[Collected data entries]
====

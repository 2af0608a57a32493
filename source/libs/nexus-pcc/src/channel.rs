// Copyright 2024 Open Nexus OS Contributors
// SPDX-License-Identifier: Apache-2.0

//! CONTEXT: Channel ownership protocol
//!
//! The shared region alternates strictly between the two sides:
//!
//! ```text
//! OS owned --submit--> platform owned --COMMAND_COMPLETE observed--> OS owned
//! ```
//!
//! Access discipline (`lock`):
//!   - shared: staging writers (Phase I of a batched write). They only touch their
//!     own payload fields plus the atomic `platform_owns` / `pending_write` flags.
//!   - exclusive: anything that posts a command. [`ChannelGuard`] is the proof of
//!     exclusive access and the only type with `submit_command`.
//!
//! ERROR CONDITIONS:
//!   - Timeout / RemoteError from the completion poll
//!   - RateLimited from the MPAR window
//!   - Transport when the doorbell refuses the command; ownership stays with the
//!     platform until a later poll observes completion

use std::sync::atomic::{AtomicBool, Ordering};
use std::sync::Arc;
use std::time::Duration;

use log::{debug, error, info, trace};
use nexus_hal::Doorbell;
use parking_lot::{Mutex, RwLock, RwLockReadGuard, RwLockWriteGuard};

use crate::batch::WriteBatch;
use crate::clock::{duration_to_ns, Clock, HostClock};
use crate::config::{ConfigError, SubspaceConfig};
use crate::shmem::{CompletionPoll, PccStatus, SharedRegion};
use crate::throttle::Throttle;
use crate::{ChannelError, Command, Result};

/// Gap between two reads of the status word while waiting for completion.
pub const POLL_INTERVAL: Duration = Duration::from_micros(3);

/// One PCC subspace bound to its shared region and doorbell.
pub struct PccChannel {
    config: SubspaceConfig,
    deadline: Duration,
    region: SharedRegion,
    doorbell: Arc<dyn Doorbell>,
    poll: Arc<dyn CompletionPoll>,
    clock: Arc<dyn Clock>,
    lock: RwLock<()>,
    platform_owns: AtomicBool,
    pending_write: AtomicBool,
    throttle: Mutex<Throttle>,
    pub(crate) batch: WriteBatch,
}
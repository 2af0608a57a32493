// Copyright 2024 Open Nexus OS Contributors
// SPDX-License-Identifier: Apache-2.0

//! CONTEXT: Blocking synchronisation helpers for host and driver services
//! OWNERS: @runtime
//! STATUS: Functional
//! API_STABILITY: Stable
//! TEST_COVERAGE: 3 unit tests
//!
//! PUBLIC API:
//!   - SequenceGate: monotonically increasing counter; waiters park until it moves past
//!     the value they observed

#![forbid(unsafe_code)]

use parking_lot::{Condvar, Mutex};

/// Counter that only moves forward and wakes every waiter when it does.
///
/// Waiters record [`SequenceGate::current`] and later park in
/// [`SequenceGate::wait_past`] until some other thread calls
/// [`SequenceGate::advance`]. The check and the park happen under the same
/// lock, so an advance between the two is never lost.
pub struct SequenceGate {
    value: Mutex<u64>,
    advanced: Condvar,
}

impl SequenceGate {
    pub fn new() -> Self {
        Self { value: Mutex::new(0), advanced: Condvar::new() }
    }

    pub fn current(&self) -> u64 {
        *self.value.lock()
    }

    /// Moves the counter forward by one and wakes all waiters. Returns the new value.
    pub fn advance(&self) -> u64 {
        let mut value = self.value.lock();
        *value = value.wrapping_add(1);
        self.advanced.notify_all();
        *value
    }

    /// Blocks until the counter differs from `seen`. Returns the value observed.
    pub fn wait_past(&self, seen: u64) -> u64 {
        let mut value = self.value.lock();
        while *value == seen {
            self.advanced.wait(&mut value);
        }
        *value
    }
}

impl Default for SequenceGate {
    fn default() -> Self {
        Self::new()
    }
}

#[cfg(test)]
mod tests {
    use super::SequenceGate;
    use std::sync::Arc;
    use std::thread;
    use std::time::Duration;

    #[test]
    fn advance_is_monotonic() {
        let gate = SequenceGate::new();
        assert_eq!(gate.current(), 0);
        assert_eq!(gate.advance(), 1);
        assert_eq!(gate.advance(), 2);
        assert_eq!(gate.current(), 2);
    }

    #[test]
    fn wait_past_returns_immediately_when_moved() {
        let gate = SequenceGate::new();
        gate.advance();
        assert_eq!(gate.wait_past(0), 1);
    }

    #[test]
    fn all_waiters_wake_on_one_advance() {
        let gate = Arc::new(SequenceGate::new());
        let seen = gate.current();
        let waiters: Vec<_> = (0..4)
            .map(|_| {
                let gate = Arc::clone(&gate);
                thread::spawn(move || gate.wait_past(seen))
            })
            .collect();
        thread::sleep(Duration::from_millis(20));
        gate.advance();
        for waiter in waiters {
            assert_eq!(waiter.join().unwrap(), seen + 1);
        }
    }
}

====

Problem
Would you filter the entries above and keep each line that has the word "ownership"?

Written response
//! CONTEXT: Channel ownership protocol
//!   - Transport when the doorbell refuses the command; ownership stays with the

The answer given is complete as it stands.